## Directions:
All entries should be printed precisely as written.

*** Opening Dataset entries ***

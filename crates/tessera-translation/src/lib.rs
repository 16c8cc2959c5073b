//! # tessera-translation: Translation profiles for Tessera
//!
//! A translation profile is an ordered list of `condition -> action` rules
//! that turns raw registration or enquiry input into a normalized set of
//! changes to commit: identities, attributes, group memberships and entity
//! state.
//!
//! The engine makes a single linear pass over the rules:
//!
//! 1. The accumulator ([`TranslatedResult`]) is seeded from the request.
//! 2. Each rule's condition is evaluated against the context; when it holds,
//!    the rule's [`Action`] mutates the accumulator.
//! 3. A [`Action::Break`] stops the pass, keeping everything accumulated.
//!
//! Unlike attribute statements, a failing expression aborts the whole pass:
//! a broken profile is a configuration error, not a data issue.
//!
//! ## Example
//!
//! ```
//! use std::sync::Arc;
//! use tessera_expr::{EvalContext, RegistryEvaluator};
//! use tessera_translation::{
//!     Action, AutomaticRequestAction, ProfileType, TranslationEngine, TranslationProfile,
//! };
//!
//! let profile = TranslationProfile::new("auto-accept", ProfileType::Registration)
//!     .with_rule("true", Action::SetAutoAction { decision: AutomaticRequestAction::Accept })
//!     .with_rule("true", Action::Break);
//!
//! let engine = TranslationEngine::new(Arc::new(RegistryEvaluator::new()));
//! let result = engine.run(&profile, &EvalContext::new(), None).unwrap();
//! assert_eq!(result.auto_action(), AutomaticRequestAction::Accept);
//! ```

use tessera_expr::ExpressionError;

mod action;
mod context;
mod engine;
mod profile;
mod result;

#[cfg(test)]
mod tests;

pub use action::{Action, ActionKind, Pattern};
pub use context::{
    ConfirmedElement, ConfirmedElementType, GroupSelection, RegistrationContextBuilder,
    RegistrationRequest, RequestSubmitStatus, Retrieval, Submitted, Trigger, TriggeringMode,
    context_keys,
};
pub use engine::{TranslationEngine, TranslationOutcome};
pub use profile::{ProfileType, TranslationProfile, TranslationRule};
pub use result::{AutomaticRequestAction, SelectedGroup, TranslatedResult};

/// Error type for translation profiles.
#[derive(Debug, thiserror::Error)]
pub enum TranslationError {
    /// A condition or action expression failed; the pass is aborted.
    #[error("profile '{profile}', rule {rule}: {source}")]
    Expression {
        profile: String,
        rule: usize,
        #[source]
        source: ExpressionError,
    },

    /// An action produced a value that cannot be represented.
    #[error("profile '{profile}', rule {rule} produced invalid output: {reason}")]
    InvalidOutput {
        profile: String,
        rule: usize,
        reason: String,
    },

    /// The profile definition is malformed.
    #[error("invalid profile '{profile}': {reason}")]
    Configuration { profile: String, reason: String },
}

/// Result type for translation.
pub type Result<T> = std::result::Result<T, TranslationError>;
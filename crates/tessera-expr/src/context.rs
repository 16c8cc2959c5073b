//! Evaluation context: the key/value environment expressions run against.

use std::fmt::Display;

use serde_json::{Map, Value};

/// Ephemeral variable environment, built fresh for each evaluation.
///
/// Keys are kept in sorted order so dumps and serialized forms are stable.
#[derive(Debug, Clone, Default, PartialEq)]
pub struct EvalContext {
    vars: Map<String, Value>,
}

impl EvalContext {
    pub fn new() -> Self {
        Self::default()
    }

    pub fn insert(&mut self, key: impl Into<String>, value: impl Into<Value>) {
        self.vars.insert(key.into(), value.into());
    }

    /// Adds a variable (builder pattern).
    pub fn with(mut self, key: impl Into<String>, value: impl Into<Value>) -> Self {
        self.insert(key, value);
        self
    }

    pub fn get(&self, key: &str) -> Option<&Value> {
        self.vars.get(key)
    }

    pub fn contains_key(&self, key: &str) -> bool {
        self.vars.contains_key(key)
    }

    /// Resolves a nested path: object keys, or numeric indexes into lists.
    pub fn lookup(&self, path: &[&str]) -> Option<&Value> {
        let (first, rest) = path.split_first()?;
        let mut current = self.vars.get(*first)?;
        for segment in rest {
            current = match current {
                Value::Object(map) => map.get(*segment)?,
                Value::Array(items) => items.get(segment.parse::<usize>().ok()?)?,
                _ => return None,
            };
        }
        Some(current)
    }

    pub fn keys(&self) -> impl Iterator<Item = &str> {
        self.vars.keys().map(String::as_str)
    }

    pub fn iter(&self) -> impl Iterator<Item = (&str, &Value)> {
        self.vars.iter().map(|(k, v)| (k.as_str(), v))
    }

    pub fn len(&self) -> usize {
        self.vars.len()
    }

    pub fn is_empty(&self) -> bool {
        self.vars.is_empty()
    }

    /// The whole context as a JSON object.
    pub fn to_json(&self) -> Value {
        Value::Object(self.vars.clone())
    }
}

impl Display for EvalContext {
    fn fmt(&self, f: &mut std::fmt::Formatter<'_>) -> std::fmt::Result {
        for (i, (key, value)) in self.vars.iter().enumerate() {
            if i > 0 {
                writeln!(f)?;
            }
            write!(f, "{key} = {value}")?;
        }
        Ok(())
    }
}

#[cfg(test)]
mod tests {
    use super::*;
    use serde_json::json;

    #[test]
    fn nested_lookup() {
        let ctx = EvalContext::new()
            .with("attrs", json!({ "email": ["a@x", "b@x"] }))
            .with("groupName", "/org");

        assert_eq!(ctx.lookup(&["attrs", "email", "1"]), Some(&json!("b@x")));
        assert_eq!(ctx.lookup(&["groupName"]), Some(&json!("/org")));
        assert_eq!(ctx.lookup(&["attrs", "missing"]), None);
        assert_eq!(ctx.lookup(&["groupName", "x"]), None);
        assert_eq!(ctx.lookup(&[]), None);
    }

    #[test]
    fn dump_is_sorted() {
        let ctx = EvalContext::new().with("b", 2).with("a", 1);
        assert_eq!(ctx.to_string(), "a = 1\nb = 2");
        assert_eq!(ctx.keys().collect::<Vec<_>>(), vec!["a", "b"]);
    }
}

*** Closing Dataset entries ***

## Solution to this exercise:
filename crates/tessera-translation/src/lib.rs
repository 16c8cc2959c5073b
//! # tessera-translation: Translation profiles for Tessera
//!
//! A translation profile is an ordered list of `condition -> action` rules
//! that turns raw registration or enquiry input into a normalized set of
//! changes to commit: identities, attributes, group memberships and entity
//! state.
//!
//! The engine makes a single linear pass over the rules:
//!
//! 1. The accumulator ([`TranslatedResult`]) is seeded from the request.
//! 2. Each rule's condition is evaluated against the context; when it holds,
//!    the rule's [`Action`] mutates the accumulator.
//! 3. A [`Action::Break`] stops the pass, keeping everything accumulated.
//!
//! Unlike attribute statements, a failing expression aborts the whole pass:
//! a broken profile is a configuration error, not a data issue.
//!
//! ## Example
//!
//! ```
//! use std::sync::Arc;
//! use tessera_expr::{EvalContext, RegistryEvaluator};
//! use tessera_translation::{
//!     Action, AutomaticRequestAction, ProfileType, TranslationEngine, TranslationProfile,
//! };
//!
//! let profile = TranslationProfile::new("auto-accept", ProfileType::Registration)
//!     .with_rule("true", Action::SetAutoAction { decision: AutomaticRequestAction::Accept })
//!     .with_rule("true", Action::Break);
//!
//! let engine = TranslationEngine::new(Arc::new(RegistryEvaluator::new()));
//! let result = engine.run(&profile, &EvalContext::new(), None).unwrap();
//! assert_eq!(result.auto_action(), AutomaticRequestAction::Accept);
//! ```

use tessera_expr::ExpressionError;

mod action;
mod context;
mod engine;
mod profile;
mod result;

#[cfg(test)]
mod tests;

pub use action::{Action, ActionKind, Pattern};
pub use context::{
    ConfirmedElement, ConfirmedElementType, GroupSelection, RegistrationContextBuilder,
    RegistrationRequest, RequestSubmitStatus, Retrieval, Submitted, Trigger, TriggeringMode,
    context_keys,
};
pub use engine::{TranslationEngine, TranslationOutcome};
pub use profile::{ProfileType, TranslationProfile, TranslationRule};
pub use result::{AutomaticRequestAction, SelectedGroup, TranslatedResult};

/// Error type for translation profiles.
#[derive(Debug, thiserror::Error)]
pub enum TranslationError {
    /// A condition or action expression failed; the pass is aborted.
    #[error("profile '{profile}', rule {rule}: {source}")]
    Expression {
        profile: String,
        rule: usize,
        #[source]
        source: ExpressionError,
    },

    /// An action produced a value that cannot be represented.
    #[error("profile '{profile}', rule {rule} produced invalid output: {reason}")]
    InvalidOutput {
        profile: String,
        rule: usize,
        reason: String,
    },

    /// The profile definition is malformed.
    #[error("invalid profile '{profile}': {reason}")]
    Configuration { profile: String, reason: String },
}

/// Result type for translation.
pub type Result<T> = std::result::Result<T, TranslationError>;
filename crates/tessera-expr/src/context.rs
repository 16c8cc2959c5073b
//! Evaluation context: the key/value environment expressions run against.

use std::fmt::Display;

use serde_json::{Map, Value};

/// Ephemeral variable environment, built fresh for each evaluation.
///
/// Keys are kept in sorted order so dumps and serialized forms are stable.
#[derive(Debug, Clone, Default, PartialEq)]
pub struct EvalContext {
    vars: Map<String, Value>,
}

impl EvalContext {
    pub fn new() -> Self {
        Self::default()
    }

    pub fn insert(&mut self, key: impl Into<String>, value: impl Into<Value>) {
        self.vars.insert(key.into(), value.into());
    }

    /// Adds a variable (builder pattern).
    pub fn with(mut self, key: impl Into<String>, value: impl Into<Value>) -> Self {
        self.insert(key, value);
        self
    }

    pub fn get(&self, key: &str) -> Option<&Value> {
        self.vars.get(key)
    }

    pub fn contains_key(&self, key: &str) -> bool {
        self.vars.contains_key(key)
    }

    /// Resolves a nested path: object keys, or numeric indexes into lists.
    pub fn lookup(&self, path: &[&str]) -> Option<&Value> {
        let (first, rest) = path.split_first()?;
        let mut current = self.vars.get(*first)?;
        for segment in rest {
            current = match current {
                Value::Object(map) => map.get(*segment)?,
                Value::Array(items) => items.get(segment.parse::<usize>().ok()?)?,
                _ => return None,
            };
        }
        Some(current)
    }

    pub fn keys(&self) -> impl Iterator<Item = &str> {
        self.vars.keys().map(String::as_str)
    }

    pub fn iter(&self) -> impl Iterator<Item = (&str, &Value)> {
        self.vars.iter().map(|(k, v)| (k.as_str(), v))
    }

    pub fn len(&self) -> usize {
        self.vars.len()
    }

    pub fn is_empty(&self) -> bool {
        self.vars.is_empty()
    }

    /// The whole context as a JSON object.
    pub fn to_json(&self) -> Value {
        Value::Object(self.vars.clone())
    }
}

impl Display for EvalContext {
    fn fmt(&self, f: &mut std::fmt::Formatter<'_>) -> std::fmt::Result {
        for (i, (key, value)) in self.vars.iter().enumerate() {
            if i > 0 {
                writeln!(f)?;
            }
            write!(f, "{key} = {value}")?;
        }
        Ok(())
    }
}

#[cfg(test)]
mod tests {
    use super::*;
    use serde_json::json;

    #[test]
    fn nested_lookup() {
        let ctx = EvalContext::new()
            .with("attrs", json!({ "email": ["a@x", "b@x"] }))
            .with("groupName", "/org");

        assert_eq!(ctx.lookup(&["attrs", "email", "1"]), Some(&json!("b@x")));
        assert_eq!(ctx.lookup(&["groupName"]), Some(&json!("/org")));
        assert_eq!(ctx.lookup(&["attrs", "missing"]), None);
        assert_eq!(ctx.lookup(&["groupName", "x"]), None);
        assert_eq!(ctx.lookup(&[]), None);
    }

    #[test]
    fn dump_is_sorted() {
        let ctx = EvalContext::new().with("b", 2).with("a", 1);
        assert_eq!(ctx.to_string(), "a = 1\nb = 2");
        assert_eq!(ctx.keys().collect::<Vec<_>>(), vec!["a", "b"]);
    }
}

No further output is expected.